BEGIN
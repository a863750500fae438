//! Outbound proxy selection

use rand::seq::SliceRandom;
use serde::Serialize;
use url::Url;

use crate::ConfigError;

/// One outbound proxy
#[derive(Debug, Clone, PartialEq, Eq, Serialize)]
pub struct Proxy {
    pub protocol: String,
    pub host: String,
    pub port: u16,
    pub username: Option<String>,
    pub password: Option<String>,
}

impl Proxy {
    /// Parses `scheme://[user:pass@]host[:port]`; the port defaults to 8080
    pub fn from_url(raw: &str) -> Result<Self, ConfigError> {
        let url = Url::parse(raw.trim())
            .map_err(|e| ConfigError::InvalidUrl(format!("Invalid proxy URL '{}': {}", raw, e)))?;

        let host = url
            .host_str()
            .filter(|h| !h.is_empty())
            .ok_or_else(|| ConfigError::InvalidUrl(format!("Proxy URL '{}' has no host", raw)))?
            .to_string();

        let username = Some(url.username())
            .filter(|u| !u.is_empty())
            .map(str::to_string);

        Ok(Self {
            protocol: url.scheme().to_string(),
            host,
            port: url.port().unwrap_or(8080),
            username,
            password: url.password().map(str::to_string),
        })
    }

    /// `scheme://host:port` without credentials, as browsers expect it
    pub fn server(&self) -> String {
        format!("{}://{}:{}", self.protocol, self.host, self.port)
    }

    /// Full proxy URL including credentials, as HTTP clients expect it
    pub fn to_url(&self) -> String {
        match (&self.username, &self.password) {
            (Some(user), Some(pass)) => format!(
                "{}://{}:{}@{}:{}",
                self.protocol, user, pass, self.host, self.port
            ),
            _ => self.server(),
        }
    }

    /// Builds the reqwest proxy for this entry
    pub fn to_reqwest(&self) -> Result<reqwest::Proxy, reqwest::Error> {
        let proxy = reqwest::Proxy::all(self.server())?;
        Ok(match (&self.username, &self.password) {
            (Some(user), Some(pass)) => proxy.basic_auth(user, pass),
            _ => proxy,
        })
    }

    /// Proxy URL with the credentials masked, for logs
    pub fn masked(&self) -> String {
        match &self.username {
            Some(user) => {
                let prefix: String = user.chars().take(2).collect();
                format!(
                    "{}://{}***:***@{}:{}",
                    self.protocol, prefix, self.host, self.port
                )
            }
            None => self.server(),
        }
    }
}

/// A set of proxies picked from uniformly at random
#[derive(Debug, Clone, Default)]
pub struct ProxyPool {
    proxies: Vec<Proxy>,
}

impl ProxyPool {
    pub fn new(proxies: Vec<Proxy>) -> Self {
        Self { proxies }
    }

    /// Builds a pool from proxy URLs, skipping blank entries
    pub fn from_urls(urls: &[String]) -> Result<Self, ConfigError> {
        let proxies = urls
            .iter()
            .filter(|u| !u.trim().is_empty())
            .map(|u| Proxy::from_url(u))
            .collect::<Result<Vec<_>, _>>()?;
        Ok(Self { proxies })
    }

    pub fn is_empty(&self) -> bool {
        self.proxies.is_empty()
    }

    pub fn len(&self) -> usize {
        self.proxies.len()
    }

    pub fn pick(&self) -> Option<&Proxy> {
        self.proxies.choose(&mut rand::thread_rng())
    }
}
//! Tracked, cancellable jobs
//!
//! - `spec`: the request shape of every job kind and its validation
//! - `runners`: the bodies that drive a job from Running to a terminal state
//! - `orchestrator`: admission, per-kind queues, cancellation and recovery

mod orchestrator;
mod runners;
mod spec;

pub use orchestrator::{CancelError, JobOrchestrator, SubmitError};
pub use runners::RunError;
pub use spec::{BatchItem, BatchJob, CrawlJob, JobSpec, MapJob, ScrapeJob, SearchJob, ValidationError};
fn load_rig(view: &BlobView<'_>) -> Result<Rig> {
    let count = view.count(Section::Joints);
    if count != view.header.num_joints as usize {
        return Err(DataIntegrityError::Payload(format!(
            "header lists {} joints, table holds {}",
            view.header.num_joints, count
        )));
    }
    let mut joints = Vec::with_capacity(count);
    for index in 0..count {
        let record: JointRecord = view.require(Section::Joints, index as i32)?;
        joints.push(Joint {
            name: record.name.resolve_str(view.arena(), "joint name")?.to_string(),
            parent: usize::try_from(record.parent).ok(),
        });
    }
    Rig::new(joints).map_err(|e| DataIntegrityError::Payload(e.to_string()))
}

/// Checks every reference between the fixed-size tables.
fn validate_tables(view: &BlobView<'_>) -> Result<()> {
    let arena = view.arena();
    let num_segments = view.count(Section::Segments);
    let num_frames = view.header.num_frames as usize;
    let num_traits = view.count(Section::Traits);
    let num_types = view.count(Section::Types);
    let num_tag_lists = view.count(Section::TagLists);
    let num_codebooks = view.count(Section::CodeBooks);

    let segment_at = |index: i32| -> Result<Segment> {
        view.require::<Segment>(Section::Segments, index)
    };
    let check_run = |what: &'static str, start: i32, len: u32, total: usize| -> Result<()> {
        if len == 0 {
            return Ok(());
        }
        match usize::try_from(start) {
            Ok(start) if start + len as usize <= total => Ok(()),
            _ => Err(DataIntegrityError::InvalidReference { what, index: start as i64 }),
        }
    };
    let check_link = |link: SegmentIndex| -> Result<()> {
        if link == SegmentIndex::INVALID || link.get().map_or(false, |l| l < num_segments) {
            Ok(())
        } else {
            Err(invalid("segment link", link.0.max(0) as usize))
        }
    };

    for index in 0..num_segments {
        let segment = segment_at(index as i32)?;
        segment.name.resolve_str(arena, "segment name")?;
        if segment.num_frames == 0 || segment.first_frame as usize + segment.num_frames as usize > num_frames {
            return Err(invalid("segment frames", index));
        }
        check_run("segment tags", segment.tag_index.0, segment.num_tags, view.count(Section::Tags))?;
        check_run("segment markers", segment.marker_index.0, segment.num_markers, view.count(Section::Markers))?;
        check_link(segment.previous_segment)?;
        check_link(segment.next_segment)?;
    }

    for index in 0..num_types {
        let record: TypeRecord = view.require(Section::Types, index as i32)?;
        let name = record.name.resolve_str(arena, "type name")?;
        if type_hash(name) != record.hash {
            return Err(DataIntegrityError::Payload(format!(
                "type '{}' hash mismatch",
                name
            )));
        }
    }

    for index in 0..num_traits {
        let record: TraitRecord = view.require(Section::Traits, index as i32)?;
        if record.type_index.get().map_or(true, |t| t >= num_types) {
            return Err(invalid("trait type", index));
        }
        record.payload.resolve(arena, "trait payload")?;
    }

    for index in 0..view.count(Section::Tags) {
        let tag: Tag = view.require(Section::Tags, index as i32)?;
        if tag.trait_index.get().map_or(true, |t| t >= num_traits) {
            return Err(invalid("tag trait", index));
        }
        let segment = segment_at(tag.segment.0)?;
        if tag.first_frame as u64 + tag.num_frames as u64 > segment.num_frames as u64 {
            return Err(invalid("tag frames", index));
        }
    }

    for index in 0..view.count(Section::Markers) {
        let marker: Marker = view.require(Section::Markers, index as i32)?;
        if marker.trait_index.get().map_or(true, |t| t >= num_traits) {
            return Err(invalid("marker trait", index));
        }
        if marker.frame >= segment_at(marker.segment.0)?.num_frames {
            return Err(invalid("marker frame", index));
        }
    }

    for index in 0..num_tag_lists {
        let BlobRecord(reference) = view.require(Section::TagLists, index as i32)?;
        for t in reference.resolve_i32s(arena, "tag list")? {
            if usize::try_from(t).map_or(true, |t| t >= num_traits) {
                return Err(invalid("tag list trait", index));
            }
        }
    }

    for index in 0..view.count(Section::Intervals) {
        let interval: Interval = view.require(Section::Intervals, index as i32)?;
        let segment = segment_at(interval.segment.0)?;
        if interval.num_frames == 0
            || interval.first_frame as u64 + interval.num_frames as u64 > segment.num_frames as u64
        {
            return Err(invalid("interval frames", index));
        }
        if interval.tag_list.get().map_or(true, |t| t >= num_tag_lists) {
            return Err(invalid("interval tag list", index));
        }
        if interval.codebook != CodeBookIndex::INVALID
            && interval.codebook.get().map_or(true, |c| c >= num_codebooks)
        {
            return Err(invalid("interval codebook", index));
        }
    }
    Ok(())
}
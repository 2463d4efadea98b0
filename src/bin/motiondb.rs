/*
 * Copyright 2025 Vijaykumar Singh
 *
 * Licensed under the Apache License, Version 2.0 (the "License");
 * you may not use this file except in compliance with the License.
 * You may obtain a copy of the License at
 *
 *     http://www.apache.org/licenses/LICENSE-2.0
 *
 * Unless required by applicable law or agreed to in writing, software
 * distributed under the License is distributed on an "AS IS" BASIS,
 * WITHOUT WARRANTIES OR CONDITIONS OF ANY KIND, either express or implied.
 * See the License for the specific language governing permissions and
 * limitations under the License.
 */

use anyhow::{bail, Context, Result};
use clap::{Parser, Subcommand};
use std::path::{Path, PathBuf};
use tracing::info;
use tracing_subscriber::EnvFilter;

use motiondb::builder::ClipLibrary;
use motiondb::core::types::{SamplingTime, SegmentIndex, TraitIndex};
use motiondb::features::Float3;
use motiondb::search::{MatchQuery, MatchResult, QueryState, TagFilter, TrajectoryPrediction};
use motiondb::{Binary, BuildHost, BuildProgress, Config, MotionDB};

#[derive(Parser)]
#[command(name = "motiondb")]
#[command(about = "Build, inspect and query motion-matching databases")]
struct Cli {
    /// TOML configuration file
    #[arg(short, long, global = true)]
    config: Option<PathBuf>,

    /// Log filter, overrides the configured level (RUST_LOG also works)
    #[arg(long, global = true)]
    log_level: Option<String>,

    #[command(subcommand)]
    command: Commands,
}

#[derive(Subcommand)]
enum Commands {
    /// Build a database from a JSON clip library
    Build {
        #[arg(short, long)]
        input: PathBuf,
        #[arg(short, long)]
        output: PathBuf,
        #[arg(long)]
        seed: Option<u64>,
        #[arg(long)]
        workers: Option<usize>,
        #[arg(long)]
        kmeans_attempts: Option<usize>,
        #[arg(long)]
        sample_rate: Option<f32>,
    },
    /// Print the tables of a database
    Inspect {
        database: PathBuf,
        /// Also list every interval
        #[arg(long)]
        intervals: bool,
    },
    /// Search a database with a predicted trajectory
    Query {
        database: PathBuf,
        /// Desired root velocity as x,y,z in the character frame
        #[arg(long, default_value = "0,0,1")]
        velocity: String,
        /// Desired facing as x,y,z; defaults to the velocity direction
        #[arg(long)]
        facing: Option<String>,
        /// Clip currently playing
        #[arg(long)]
        clip: Option<String>,
        #[arg(long, default_value_t = 0)]
        frame: i32,
        #[arg(long)]
        include: Vec<String>,
        #[arg(long)]
        exclude: Vec<String>,
        #[arg(long)]
        metric: Option<String>,
    },
}

struct CliHost;

impl BuildHost for CliHost {
    fn should_cancel(&self) -> bool {
        false
    }

    fn report_progress(&self, progress: &BuildProgress) {
        info!(
            "📊 {} done ({}/4 stages, {:.0}%)",
            progress.stage.name(),
            progress.stages_completed,
            progress.fraction() * 100.0
        );
    }
}

fn main() -> Result<()> {
    let cli = Cli::parse();

    let mut config = match &cli.config {
        Some(path) => Config::load(path).with_context(|| format!("Failed to load config {}", path.display()))?,
        None => Config::default(),
    };
    if let Some(level) = &cli.log_level {
        config.logging.level = level.clone();
    }
    init_tracing(&config.logging.level);

    match cli.command {
        Commands::Build {
            input,
            output,
            seed,
            workers,
            kmeans_attempts,
            sample_rate,
        } => {
            if let Some(seed) = seed {
                config.build.seed = seed;
            }
            if let Some(workers) = workers {
                config.build.worker_threads = workers;
            }
            if let Some(attempts) = kmeans_attempts {
                config.build.kmeans_attempts = attempts;
            }
            if let Some(rate) = sample_rate {
                config.build.sample_rate = rate;
            }
            build(config, &input, &output)
        }
        Commands::Inspect { database, intervals } => inspect(config, &database, intervals),
        Commands::Query {
            database,
            velocity,
            facing,
            clip,
            frame,
            include,
            exclude,
            metric,
        } => {
            let velocity = parse_float3(&velocity).context("Invalid --velocity")?;
            let facing = match facing {
                Some(facing) => parse_float3(&facing).context("Invalid --facing")?,
                None => velocity,
            };
            let mut filter = TagFilter::any();
            filter.include = include;
            filter.exclude = exclude;
            query(config, &database, velocity, facing, clip.as_deref(), frame, filter, metric)
        }
    }
}

fn init_tracing(level: &str) {
    let filter = EnvFilter::try_from_default_env()
        .or_else(|_| EnvFilter::try_new(level))
        .unwrap_or_else(|_| EnvFilter::new("info"));
    tracing_subscriber::fmt()
        .with_env_filter(filter)
        .with_target(false)
        .init();
}

fn build(config: Config, input: &Path, output: &Path) -> Result<()> {
    let db = MotionDB::new(config).context("Invalid configuration")?;
    let library = ClipLibrary::load(input).with_context(|| format!("Failed to read clip library {}", input.display()))?;
    let binary = db.build_library(&library, &CliHost).context("Build failed")?;
    binary
        .save(output)
        .with_context(|| format!("Failed to write {}", output.display()))?;
    println!(
        "Wrote {} ({} bytes, {} segments, {} codebooks)",
        output.display(),
        binary.as_bytes().len(),
        binary.num_segments(),
        binary.num_codebooks()
    );
    Ok(())
}

fn inspect(config: Config, path: &Path, show_intervals: bool) -> Result<()> {
    let db = MotionDB::new(config)?;
    let binary = db.open(path).with_context(|| format!("Failed to open {}", path.display()))?;

    println!("{}", path.display());
    println!(
        "  sample rate {} Hz, {} joints, {} frames, extraction policy {:?}",
        binary.sample_rate(),
        binary.rig().num_joints(),
        binary.num_frames(),
        binary.extraction_policy()
    );

    println!("Segments ({})", binary.num_segments());
    for index in 0..binary.num_segments() {
        let index = SegmentIndex::new(index);
        let (Some(segment), Some(name)) = (binary.segment(index), binary.segment_name(index)) else {
            continue;
        };
        println!(
            "  [{}] {:<24} frames {:>6}  tags {:>3}  markers {:>3}  prev {:>3}  next {:>3}",
            index, name, segment.num_frames, segment.num_tags, segment.num_markers, segment.previous_segment,
            segment.next_segment
        );
    }

    println!("Traits ({})", binary.num_traits());
    for index in 0..binary.num_traits() {
        let index = TraitIndex::new(index);
        let Some(record) = binary.trait_record(index) else {
            continue;
        };
        let type_name = binary.type_name(record.type_index).unwrap_or("?");
        let payload = binary
            .type_record(record.type_index)
            .zip(binary.trait_payload_bytes(index))
            .and_then(|(t, bytes)| db.registry().describe(t.hash, bytes))
            .unwrap_or_else(|| "<opaque>".to_string());
        println!("  [{}] {} {}", index, type_name, payload);
    }

    println!("Metrics ({})", binary.metrics().len());
    for metric in binary.metrics() {
        println!(
            "  {} joints {:?}, {} trajectory samples, ksub {}",
            metric.name(),
            metric.definition.joints,
            metric.definition.trajectory.total_samples(),
            metric.definition.ksub
        );
    }

    println!("CodeBooks ({})", binary.num_codebooks());
    for (index, codebook) in binary.codebooks().iter().enumerate() {
        println!(
            "  [{}] metric {} tag list {} intervals {}..{} fragments {} pose M={} ksub={} trajectory M={} ksub={}",
            index,
            codebook.metric,
            codebook.tag_list,
            codebook.interval_start,
            codebook.interval_start.0 + codebook.num_intervals as i32,
            codebook.num_fragments,
            codebook.poses.quantizer.num_sub_quantizers(),
            codebook.poses.quantizer.ksub(),
            codebook.trajectories.quantizer.num_sub_quantizers(),
            codebook.trajectories.quantizer.ksub()
        );
    }

    if show_intervals {
        println!("Intervals ({})", binary.num_intervals());
        for index in 0..binary.num_intervals() {
            if let Some(interval) = binary.interval(index.into()) {
                println!(
                    "  [{}] segment {} frames {}..{} tag list {} codebook {}",
                    index,
                    interval.segment,
                    interval.first_frame,
                    interval.first_frame + interval.num_frames,
                    interval.tag_list,
                    interval.codebook
                );
            }
        }
    }
    Ok(())
}

#[allow(clippy::too_many_arguments)]
fn query(
    config: Config,
    path: &Path,
    velocity: Float3,
    facing: Float3,
    clip: Option<&str>,
    frame: i32,
    filter: TagFilter,
    metric: Option<String>,
) -> Result<()> {
    let db = MotionDB::new(config)?;
    let binary = db.open(path).with_context(|| format!("Failed to open {}", path.display()))?;
    let engine = db.engine(&binary)?;

    let current = match clip {
        Some(name) => {
            let segment = binary.find_segment(name);
            if !segment.is_valid() {
                bail!("No clip named '{}' in {}", name, path.display());
            }
            SamplingTime::at_frame(segment, frame)
        }
        None => SamplingTime::INVALID,
    };
    let current_velocity = played_velocity(&binary, current);

    let prediction = TrajectoryPrediction::new(db.config().search.prediction.clone());
    let mut query = MatchQuery::new(prediction.desired_trajectory(current_velocity, velocity, facing)).with_filter(filter);
    query.metric = metric;

    let mut state = QueryState::starting_at(current);
    match engine.find_match(&mut state, &query) {
        MatchResult::Matched(found) => {
            let name = binary.segment_name(found.time.segment()).unwrap_or("?");
            println!(
                "Matched {} frame {} (codebook {}, deviation {:.4}, trajectory {:.4})",
                name,
                found.time.frame(),
                found.codebook,
                found.deviation,
                found.trajectory_deviation
            );
        }
        MatchResult::NoCandidate(reason) => println!("No candidate: {:?}", reason),
    }
    Ok(())
}

/// Root velocity of the playing time in its own frame, zero when not playing.
fn played_velocity(binary: &Binary, current: SamplingTime) -> Float3 {
    if !binary.is_valid_time(current) {
        return Float3::zeros();
    }
    let step = 1.0 / binary.sample_rate();
    let ahead = binary.advance(current, step, binary.extraction_policy());
    match (binary.root_transform(current), binary.root_transform(ahead)) {
        (Ok(now), Ok(next)) => (now.inverse() * next).translation.vector / step,
        _ => Float3::zeros(),
    }
}

fn parse_float3(text: &str) -> Result<Float3> {
    let parts: Vec<f32> = text
        .split(',')
        .map(|part| part.trim().parse::<f32>())
        .collect::<std::result::Result<_, _>>()
        .with_context(|| format!("'{}' is not a comma separated vector", text))?;
    if parts.len() != 3 {
        bail!("expected 3 components, got {}", parts.len());
    }
    Ok(Float3::new(parts[0], parts[1], parts[2]))
}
END
YOUR TASK
The answer is the records above restated word for word from their opening line through the line that holds "let url = Url::parse(raw.trim())", both included, and nothing else.

OUTPUT BELOW
repository a863750500fae438
//! Outbound proxy selection

use rand::seq::SliceRandom;
use serde::Serialize;
use url::Url;

use crate::ConfigError;

/// One outbound proxy
#[derive(Debug, Clone, PartialEq, Eq, Serialize)]
pub struct Proxy {
    pub protocol: String,
    pub host: String,
    pub port: u16,
    pub username: Option<String>,
    pub password: Option<String>,
}

impl Proxy {
    /// Parses `scheme://[user:pass@]host[:port]`; the port defaults to 8080
    pub fn from_url(raw: &str) -> Result<Self, ConfigError> {
        let url = Url::parse(raw.trim())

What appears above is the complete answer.